There’s an old piece of advice that almost every young professional in Vietnam hears
Just focus on doing your job, and management will take care of the rest.”
In 2026, we all know that is no longer true.
People often treat terms like “Process Improvement Cycle” as fancy academic ideas that only professors talk about. In reality, it is much simpler than that. It is just the natural way a company has to grow if it wants to survive.
A business is like a human body: if it runs out of money, it dies. Money comes from customers, and customers demand more every single day. Good advertising might get them through the door once, but if your actual product or service quality stays frozen, they will quickly leave for a competitor’s promotion.
No one wants to buy something that hasn’t improved in ten years. Look at everyday consumer goods, even brands selling sanitary pads have to constantly improve their materials and designs to keep customer loyalty.
But improving a product means nothing if the internal operation behind the scenes is broken. Let’s look at two real-life examples of how small Vietnamese companies struggled and see what went wrong.
Danger when relying friends and favors
The first case is a tech startup that tried to build a tourism app to showcase beautiful destinations in Vietnam. The project completely shut down around 2023. While many businesses failed after COVID-19, this team had serious problems from the very beginning.
An analysis of their early operations showed a complete lack of an organized working culture. The biggest bottleneck was the leadership style. The boss ran the entire business based on personal relationships. He happened to be close friends with a powerful local official.
The twist is networks shift and people change. When that friend was unexpectedly removed from his position, the company’s entire stream of business contracts vanished overnight.
This is a massive risk for many older bosses who rely heavily on introductions and personal favors to close deals. Contracts were signed because of who the boss knew, not because the app was getting any better.
Personal goodwill has an expiration date. Clients might like you as a friend, but they will not keep buying a product that brings no actual value to their business.
Good things don’t last forever. You cannot expect your friends to keep handing you business when they are about to retire or step down.
To survive today, a company’s internal culture must focus on actual processes and talent. Flashy ads and political connections are just short-term fixes. The real heartbeat of a sustainable company is a daily commitment to making internal operations run a little smoother.
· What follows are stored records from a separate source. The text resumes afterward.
//! Puzzle assembly and evaluation.
//!
//! A [`Puzzle`] is one frozen attention scenario: the drawn query, keys and
//! values, every derived stage of the computation, and three answer choices
//! (the true output plus two distractors) in shuffled order.
//!
//! ## Choice construction
//!
//! Distractors are built by adding fixed offsets to the true output with
//! alternating sign by component index. The smallest offset magnitude is
//! `0.25`, three orders of magnitude above the identification tolerance, so
//! the true output is always the unique choice within tolerance of the
//! rounded ground truth. At display precision 0 the offsets scale up by
//! ten, keeping them wider than the integer rounding step. Choices are
//! rounded for display; the stored `output` stays unrounded so rounding
//! error never compounds into comparisons.

use rand::{seq::SliceRandom, Rng};
use serde::Serialize;

use attention_lab_core::{
    argmax, euclidean_distance, round_vec, AttentionHead, MathResult,
    CHOICE_IDENTIFICATION_TOLERANCE,
};

use crate::config::PuzzleConfig;
use crate::error::{TrainerError, TrainerResult};

// Base offsets applied to even/odd components of the true output, scaled
// up when the display precision rounds coarser than they are.
const DISTRACTOR_A_EVEN: f64 = 0.4;
const DISTRACTOR_A_ODD: f64 = -0.35;
const DISTRACTOR_B_EVEN: f64 = -0.25;
const DISTRACTOR_B_ODD: f64 = 0.6;

/// One frozen attention scenario with derived answers and choices.
///
/// Immutable once assembled; every field is reachable through read-only
/// accessors.
#[derive(Debug, Clone, PartialEq, Serialize)]
pub struct Puzzle {
    query: Vec<f64>,
    keys: Vec<Vec<f64>>,
    values: Vec<Vec<f64>>,
    scores: Vec<f64>,
    probabilities: Vec<f64>,
    output: Vec<f64>,
    choices: Vec<Vec<f64>>,
    correct_choice: usize,
    display_precision: u32,
}

impl Puzzle {
    /// Assembles a puzzle from fixed input vectors.
    ///
    /// Dimensions come from the supplied vectors; `config` contributes the
    /// display precision. The RNG is used once, to shuffle the choices.
    /// This is the constructor behind [`PuzzleGenerator`] and the way to
    /// build curated scenarios with known inputs.
    ///
    /// [`PuzzleGenerator`]: crate::generator::PuzzleGenerator
    ///
    /// # Errors
    ///
    /// Returns [`TrainerError::Math`] when the vectors are empty or
    /// disagree in dimension.
    pub fn assemble<R: Rng>(
        query: Vec<f64>,
        keys: Vec<Vec<f64>>,
        values: Vec<Vec<f64>>,
        config: &PuzzleConfig,
        rng: &mut R,
    ) -> TrainerResult<Self> {
        let dim_v = values.first().map_or(0, |v| v.len());
        let head = AttentionHead::new(query.len(), dim_v);
        let trace = head.attend(&query, &keys, &values)?;

        let precision = config.display_precision;
        let rounded_output = round_vec(&trace.output, precision);
        let (distractor_a, distractor_b) = build_distractors(&trace.output, precision);

        let mut choices = vec![
            rounded_output.clone(),
            round_vec(&distractor_a, precision),
            round_vec(&distractor_b, precision),
        ];
        choices.shuffle(rng);

        let correct_choice = identify_correct_choice(&choices, &rounded_output)?;

        Ok(Self {
            query,
            keys,
            values,
            scores: trace.scores,
            probabilities: trace.weights,
            output: trace.output,
            choices,
            correct_choice,
            display_precision: precision,
        })
    }

    /// The query vector
    pub fn query(&self) -> &[f64] {
        &self.query
    }

    /// The key vectors, one per score
    pub fn keys(&self) -> &[Vec<f64>] {
        &self.keys
    }

    /// The value vectors, one per key
    pub fn values(&self) -> &[Vec<f64>] {
        &self.values
    }

    /// Raw dot-product scores, one per key
    pub fn scores(&self) -> &[f64] {
        &self.scores
    }

    /// Softmax of the scores
    pub fn probabilities(&self) -> &[f64] {
        &self.probabilities
    }

    /// Unrounded ground-truth output
    pub fn output(&self) -> &[f64] {
        &self.output
    }

    /// Answer choices in shuffled display order
    pub fn choices(&self) -> &[Vec<f64>] {
        &self.choices
    }

    /// Index of the true output inside [`choices`](Self::choices)
    pub fn correct_choice(&self) -> usize {
        self.correct_choice
    }

    /// Decimal digits the choices were rounded to
    pub fn display_precision(&self) -> u32 {
        self.display_precision
    }

    /// Number of key/value pairs
    pub fn key_count(&self) -> usize {
        self.keys.len()
    }

    /// Dimension of the query and keys
    pub fn dim_qk(&self) -> usize {
        self.query.len()
    }

    /// Dimension of the values and output
    pub fn dim_v(&self) -> usize {
        self.output.len()
    }

    /// Ground-truth output at display precision
    pub fn rounded_output(&self) -> Vec<f64> {
        round_vec(&self.output, self.display_precision)
    }

    /// Index of the key with the highest score, ties to the lowest index
    pub fn best_key_index(&self) -> usize {
        argmax(&self.scores).unwrap_or(0)
    }

    /// Check a level-1 answer.
    ///
    /// Any index that is not the argmax counts as incorrect, out-of-range
    /// included.
    pub fn is_best_key(&self, key_index: usize) -> bool {
        key_index == self.best_key_index()
    }

    /// Check a level-3 answer.
    pub fn is_correct_choice(&self, choice_index: usize) -> bool {
        choice_index == self.correct_choice
    }

    /// Distance between a candidate distribution and the true probabilities.
    ///
    /// # Errors
    ///
    /// Returns [`TrainerError::Math`] when the candidate length differs
    /// from the key count.
    pub fn candidate_distance(&self, candidate: &[f64]) -> TrainerResult<f64> {
        Ok(euclidean_distance(candidate, &self.probabilities)?)
    }

    /// The uniform starting candidate for level 2
    pub fn uniform_candidate(&self) -> Vec<f64> {
        let n = self.keys.len();
        vec![1.0 / n as f64; n]
    }
}

fn build_distractors(output: &[f64], precision: u32) -> (Vec<f64>, Vec<f64>) {
    // Rounding at the display precision moves a component by at most half a
    // step, 0.5 * 10^-precision. Below precision 1 that half-step reaches
    // past the base offsets, so they grow by the missing power of ten; an
    // offset that rounding can swallow would fold a distractor onto the
    // rounded true output.
    let scale = 10f64.powi((1 - precision as i32).max(0));
    let distractor_a = output
        .iter()
        .enumerate()
        .map(|(i, &x)| {
            if i % 2 == 0 {
                x + scale * DISTRACTOR_A_EVEN
            } else {
                x + scale * DISTRACTOR_A_ODD
            }
        })
        .collect();
    let distractor_b = output
        .iter()
        .enumerate()
        .map(|(i, &x)| {
            if i % 2 == 0 {
                x + scale * DISTRACTOR_B_EVEN
            } else {
                x + scale * DISTRACTOR_B_ODD
            }
        })
        .collect();
    (distractor_a, distractor_b)
}

fn identify_correct_choice(choices: &[Vec<f64>], rounded_output: &[f64]) -> TrainerResult<usize> {
    let matches: Vec<usize> = choices
        .iter()
        .enumerate()
        .filter_map(|(i, choice)| {
            let distance = euclidean_distance(choice, rounded_output).ok()?;
            (distance < CHOICE_IDENTIFICATION_TOLERANCE).then_some(i)
        })
        .collect();
    match matches.as_slice() {
        [index] => Ok(*index),
        _ => Err(TrainerError::internal(format!(
            "expected exactly one choice within tolerance, found {}",
            matches.len()
        ))),
    }
}

/// Recomputes the output from probabilities and values.
///
/// The diagnostics and tests use this to confirm the stored ground truth
/// against an independent computation.
pub fn recompute_output(puzzle: &Puzzle) -> MathResult<Vec<f64>> {
    attention_lab_core::weighted_sum(puzzle.probabilities(), puzzle.values())
}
What is the Process Improvement Cycle?
If we take away the big words, this cycle is just a routine way a business checks how it operates, finds where things are getting stuck, and fixes them. It is a continuous loop: once you solve one problem, you move right to the next one so you can keep doing better.
In the business world, this is known as the PDCA Cycle, and it is very simple:
- Plan: Find the bottleneck or problem, and set a clear goal.
- Do: Try out a change on a small scale, like testing it with just one team, so you don’t ruin the whole business if it fails.
- Check: Look at the data. Did your test actually fix the issue, or did it make things worse?
- Act: If it worked, make it the new official way of doing things. If it fails, learn from it, adjust, and plan again.
In the case of the tourism startup, survival meant using this loop to fix internal workflows and find new ways to grow. Sadly, leadership failed to act in time.

“Revenue First, Infrastructure Last” Trap
The second case involves a local childcare service provider that tried to expand too fast. During a market downturn, management bought up struggling centers across the city at cheap prices, quickly growing from one location to four.
While the workload and number of schools quadrupled, the internal marketing and admin infrastructure stayed completely frozen. For years, the entire marketing engine for all four locations was run by just one person operating as a “one-man army”, handling planning, graphic design, content writing, and ad campaigns all at once.
The core vulnerability was a lack of proper software. The company did not use any CRM or project management tools. Sending files, storing data, and checking work were done entirely inside chaotic chat groups on Zalo.
Predictably, when new staff were eventually hired to help, the lack of clear guidelines and transparent systems led to immediate turnover. Team members quickly left due to burnout and stagnant pay that failed to match inflation or the growing workload.
When student enrollment eventually dropped at one location, forcing it to suspend operations, a healthy business would have used the Check phase of the PDCA cycle. They would have looked at the data objectively and asked:
- Is our marketing funnel broken?
- Are we losing customers because our service quality dropped?
- Is our workforce burnt out?
Instead, management skipped the Check phase entirely. Rather than diagnosing the actual infrastructure problem, leadership simply looked for a scapegoat to blame for the revenue drop.
This is a fatal business mistake: a company cannot claim that a single worker’s daily workflow is vital to the survival of the business, while simultaneously freezing that worker’s value and tools for over years
Takeaway
The data from these business failures points to one clear conclusion: You cannot optimize your external marketing if your internal operational loop is broken.
A company cannot successfully grow on the outside if it refuses to fix itself on the inside. Trying to scale a business by squeezing an old infrastructure and ignoring an unappreciated workforce will eventually cause the foundation to collapse.
Continuous improvement is not an academic theory but a reason for keeping business alive.